:: Input records ::

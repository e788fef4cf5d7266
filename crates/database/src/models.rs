//! Database models.

use serde::{Deserialize, Serialize};
use sqlx::FromRow;

/// Lifecycle status of a swap request.
///
/// Starts at `Pending` and moves exactly once to one of the terminal
/// states. There is no transition out of `Accepted` or `Rejected`.
#[derive(Debug, Clone, Copy, PartialEq, Eq, Serialize, Deserialize, sqlx::Type)]
#[serde(rename_all = "lowercase")]
#[sqlx(rename_all = "lowercase")]
pub enum SwapStatus {
    Pending,
    Accepted,
    Rejected,
}

impl SwapStatus {
    /// The status string as stored in the database.
    pub fn as_str(&self) -> &'static str {
        match self {
            SwapStatus::Pending => "pending",
            SwapStatus::Accepted => "accepted",
            SwapStatus::Rejected => "rejected",
        }
    }

    /// True once the status can no longer change.
    pub fn is_terminal(&self) -> bool {
        !matches!(self, SwapStatus::Pending)
    }
}

impl std::fmt::Display for SwapStatus {
    fn fmt(&self, f: &mut std::fmt::Formatter<'_>) -> std::fmt::Result {
        f.write_str(self.as_str())
    }
}

/// Category of a notification, determining what `related_id` points at.
#[derive(Debug, Clone, Copy, PartialEq, Eq, Serialize, Deserialize, sqlx::Type)]
#[serde(rename_all = "snake_case")]
#[sqlx(rename_all = "snake_case")]
pub enum NotificationKind {
    /// A new swap request arrived; `related_id` is the swap request id.
    SwapRequest,
    /// A swap request was answered; `related_id` is the swap request id.
    SwapResponse,
    /// A chat message arrived; `related_id` is the chat message id.
    ChatMessage,
}

/// A registered user.
#[derive(Debug, Clone, PartialEq, Eq, Serialize, Deserialize, FromRow)]
pub struct User {
    pub id: i64,
    /// Display name.
    pub name: String,
    /// Unique email address.
    pub email: String,
    /// Account status flag (users are never hard-deleted).
    pub status: String,
    /// Creation timestamp.
    pub created_at: String,
}

/// A user together with their offered and wanted skill sets.
#[derive(Debug, Clone, PartialEq, Eq, Serialize)]
pub struct UserWithSkills {
    #[serde(flatten)]
    pub user: User,
    pub skills_offered: Vec<String>,
    pub skills_wanted: Vec<String>,
}

/// A proposal to exchange one named skill for another.
#[derive(Debug, Clone, PartialEq, Eq, Serialize, Deserialize, FromRow)]
pub struct SwapRequest {
    pub id: i64,
    pub from_user_id: i64,
    pub to_user_id: i64,
    /// Skill the sender offers, free text (no catalog foreign key).
    pub offered_skill: String,
    /// Skill the sender wants from the recipient, free text.
    pub wanted_skill: String,
    /// Optional free-text message attached to the request.
    pub message: Option<String>,
    pub status: SwapStatus,
    pub created_at: String,
    pub updated_at: String,
}

/// Fields required to create a swap request.
#[derive(Debug, Clone, PartialEq, Eq, Deserialize)]
pub struct NewSwapRequest {
    pub from_user_id: i64,
    pub to_user_id: i64,
    pub offered_skill: String,
    pub wanted_skill: String,
    pub message: Option<String>,
}

/// A swap request joined with the counterpart user's identity.
///
/// For a received request the peer is the sender; for a sent request the
/// peer is the recipient.
#[derive(Debug, Clone, PartialEq, Eq, Serialize, FromRow)]
pub struct SwapRequestWithPeer {
    pub id: i64,
    pub from_user_id: i64,
    pub to_user_id: i64,
    pub offered_skill: String,
    pub wanted_skill: String,
    pub message: Option<String>,
    pub status: SwapStatus,
    pub created_at: String,
    pub updated_at: String,
    pub peer_name: String,
    pub peer_email: String,
}

/// A user-facing notice written as a side effect of another operation.
#[derive(Debug, Clone, PartialEq, Eq, Serialize, Deserialize, FromRow)]
pub struct Notification {
    pub id: i64,
    /// Target user.
    pub user_id: i64,
    pub kind: NotificationKind,
    pub title: String,
    pub body: String,
    /// Polymorphic entity reference, interpreted via `kind`.
    pub related_id: Option<i64>,
    pub is_read: bool,
    pub created_at: String,
}

/// A message in the chat attached to an accepted swap request.
#[derive(Debug, Clone, PartialEq, Eq, Serialize, Deserialize, FromRow)]
pub struct ChatMessage {
    pub id: i64,
    pub swap_request_id: i64,
    pub sender_id: i64,
    pub receiver_id: i64,
    pub body: String,
    pub created_at: String,
}

/// Fields required to append a chat message.
#[derive(Debug, Clone, PartialEq, Eq)]
pub struct NewChatMessage {
    pub swap_request_id: i64,
    pub sender_id: i64,
    pub receiver_id: i64,
    pub body: String,
}

/// A chat message joined with the sender's display name.
#[derive(Debug, Clone, PartialEq, Eq, Serialize, FromRow)]
pub struct ChatMessageWithSender {
    pub id: i64,
    pub swap_request_id: i64,
    pub sender_id: i64,
    pub receiver_id: i64,
    pub body: String,
    pub created_at: String,
    pub sender_name: String,
}

/// An accepted swap request viewed as a chat thread for one participant.
#[derive(Debug, Clone, PartialEq, Eq, Serialize, FromRow)]
pub struct ActiveChat {
    pub swap_request_id: i64,
    pub offered_skill: String,
    pub wanted_skill: String,
    pub request_date: String,
    pub other_user_id: i64,
    pub other_user_name: String,
    /// Messages addressed to this user without a read `chat_message`
    /// notification. Derived at query time, never stored.
    pub unread_count: i64,
}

:::

● **Action item**
The data must be duplicated exactly, with nothing left out.

● **Answer to the problem**
repository e788fef4cf5d7266
filename crates/database/src/models.rs
//! Database models.

use serde::{Deserialize, Serialize};
use sqlx::FromRow;

/// Lifecycle status of a swap request.
///
/// Starts at `Pending` and moves exactly once to one of the terminal
/// states. There is no transition out of `Accepted` or `Rejected`.
#[derive(Debug, Clone, Copy, PartialEq, Eq, Serialize, Deserialize, sqlx::Type)]
#[serde(rename_all = "lowercase")]
#[sqlx(rename_all = "lowercase")]
pub enum SwapStatus {
    Pending,
    Accepted,
    Rejected,
}

impl SwapStatus {
    /// The status string as stored in the database.
    pub fn as_str(&self) -> &'static str {
        match self {
            SwapStatus::Pending => "pending",
            SwapStatus::Accepted => "accepted",
            SwapStatus::Rejected => "rejected",
        }
    }

    /// True once the status can no longer change.
    pub fn is_terminal(&self) -> bool {
        !matches!(self, SwapStatus::Pending)
    }
}

impl std::fmt::Display for SwapStatus {
    fn fmt(&self, f: &mut std::fmt::Formatter<'_>) -> std::fmt::Result {
        f.write_str(self.as_str())
    }
}

/// Category of a notification, determining what `related_id` points at.
#[derive(Debug, Clone, Copy, PartialEq, Eq, Serialize, Deserialize, sqlx::Type)]
#[serde(rename_all = "snake_case")]
#[sqlx(rename_all = "snake_case")]
pub enum NotificationKind {
    /// A new swap request arrived; `related_id` is the swap request id.
    SwapRequest,
    /// A swap request was answered; `related_id` is the swap request id.
    SwapResponse,
    /// A chat message arrived; `related_id` is the chat message id.
    ChatMessage,
}

/// A registered user.
#[derive(Debug, Clone, PartialEq, Eq, Serialize, Deserialize, FromRow)]
pub struct User {
    pub id: i64,
    /// Display name.
    pub name: String,
    /// Unique email address.
    pub email: String,
    /// Account status flag (users are never hard-deleted).
    pub status: String,
    /// Creation timestamp.
    pub created_at: String,
}

/// A user together with their offered and wanted skill sets.
#[derive(Debug, Clone, PartialEq, Eq, Serialize)]
pub struct UserWithSkills {
    #[serde(flatten)]
    pub user: User,
    pub skills_offered: Vec<String>,
    pub skills_wanted: Vec<String>,
}

/// A proposal to exchange one named skill for another.
#[derive(Debug, Clone, PartialEq, Eq, Serialize, Deserialize, FromRow)]
pub struct SwapRequest {
    pub id: i64,
    pub from_user_id: i64,
    pub to_user_id: i64,
    /// Skill the sender offers, free text (no catalog foreign key).
    pub offered_skill: String,
    /// Skill the sender wants from the recipient, free text.
    pub wanted_skill: String,
    /// Optional free-text message attached to the request.
    pub message: Option<String>,
    pub status: SwapStatus,
    pub created_at: String,
    pub updated_at: String,
}

/// Fields required to create a swap request.
#[derive(Debug, Clone, PartialEq, Eq, Deserialize)]
pub struct NewSwapRequest {
    pub from_user_id: i64,
    pub to_user_id: i64,
    pub offered_skill: String,
    pub wanted_skill: String,
    pub message: Option<String>,
}

/// A swap request joined with the counterpart user's identity.
///
/// For a received request the peer is the sender; for a sent request the
/// peer is the recipient.
#[derive(Debug, Clone, PartialEq, Eq, Serialize, FromRow)]
pub struct SwapRequestWithPeer {
    pub id: i64,
    pub from_user_id: i64,
    pub to_user_id: i64,
    pub offered_skill: String,
    pub wanted_skill: String,
    pub message: Option<String>,
    pub status: SwapStatus,
    pub created_at: String,
    pub updated_at: String,
    pub peer_name: String,
    pub peer_email: String,
}

/// A user-facing notice written as a side effect of another operation.
#[derive(Debug, Clone, PartialEq, Eq, Serialize, Deserialize, FromRow)]
pub struct Notification {
    pub id: i64,
    /// Target user.
    pub user_id: i64,
    pub kind: NotificationKind,
    pub title: String,
    pub body: String,
    /// Polymorphic entity reference, interpreted via `kind`.
    pub related_id: Option<i64>,
    pub is_read: bool,
    pub created_at: String,
}

/// A message in the chat attached to an accepted swap request.
#[derive(Debug, Clone, PartialEq, Eq, Serialize, Deserialize, FromRow)]
pub struct ChatMessage {
    pub id: i64,
    pub swap_request_id: i64,
    pub sender_id: i64,
    pub receiver_id: i64,
    pub body: String,
    pub created_at: String,
}

/// Fields required to append a chat message.
#[derive(Debug, Clone, PartialEq, Eq)]
pub struct NewChatMessage {
    pub swap_request_id: i64,
    pub sender_id: i64,
    pub receiver_id: i64,
    pub body: String,
}

/// A chat message joined with the sender's display name.
#[derive(Debug, Clone, PartialEq, Eq, Serialize, FromRow)]
pub struct ChatMessageWithSender {
    pub id: i64,
    pub swap_request_id: i64,
    pub sender_id: i64,
    pub receiver_id: i64,
    pub body: String,
    pub created_at: String,
    pub sender_name: String,
}

/// An accepted swap request viewed as a chat thread for one participant.
#[derive(Debug, Clone, PartialEq, Eq, Serialize, FromRow)]
pub struct ActiveChat {
    pub swap_request_id: i64,
    pub offered_skill: String,
    pub wanted_skill: String,
    pub request_date: String,
    pub other_user_id: i64,
    pub other_user_name: String,
    /// Messages addressed to this user without a read `chat_message`
    /// notification. Derived at query time, never stored.
    pub unread_count: i64,
}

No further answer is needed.